Some More News, the podcast and YouTube show, has a great episode on this called "Are Rich people OK?". Basically, they dive into all the research suggesting that getting rich basically breaks people's brains. As relevant here, rich people tend to believe that they are rich because they are super smart, and that leads to them thinking any decisions they make must be correct because how could they be wrong?

The Some More News episode discusses this study which stuck with me

One experiment by psychologists at the University of California, Irvine, invited pairs of strangers to play a rigged Monopoly game where a coin flip designated one player rich and one poor. The rich players received twice as much money as their opponent to begin with; as they played the game, they got to roll two dice instead of one and move around the board twice as fast as their opponent; when they passed “Go,” they collected $200 to their opponent’s $100.
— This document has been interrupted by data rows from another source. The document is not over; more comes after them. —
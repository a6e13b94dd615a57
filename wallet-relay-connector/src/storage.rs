use anyhow::Result;
use async_trait::async_trait;

/// The block height a fresh cursor starts at.
pub const INITIAL_CURSOR: u64 = 1;

/// A trait defining the persistence the scan loop needs: one durable scalar,
/// the next unscanned block height, namespaced by application name.
///
/// This allows for different database implementations.
#[async_trait]
pub trait CursorStore: Send + Sync {
    /// Returns the persisted cursor for `app`, creating it with
    /// [`INITIAL_CURSOR`] if it does not exist yet.
    async fn get_cursor(&self, app: &str) -> Result<u64>;

    /// Durably records the next unscanned block height for `app`.
    async fn set_cursor(&self, app: &str, height: u64) -> Result<()>;
}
In various ways — through body language and boasting about their wealth, by smacking their pieces loudly against the playing board and making light of their opponents’ misfortune — the rich players began to act as though they deserved the good fortune that was largely a result of their lucky roll of the dice.

At the end of the game, when researchers asked the rich players why they had won the game, not one person attributed it to luck.

“They don’t talk about the flip of the coin. They talk about the things that they did. They talk about their acumen, they talk about their competencies, they talk about this decision or that decision,” that contributed to their win, Piff said in an interview with host David Brancaccio.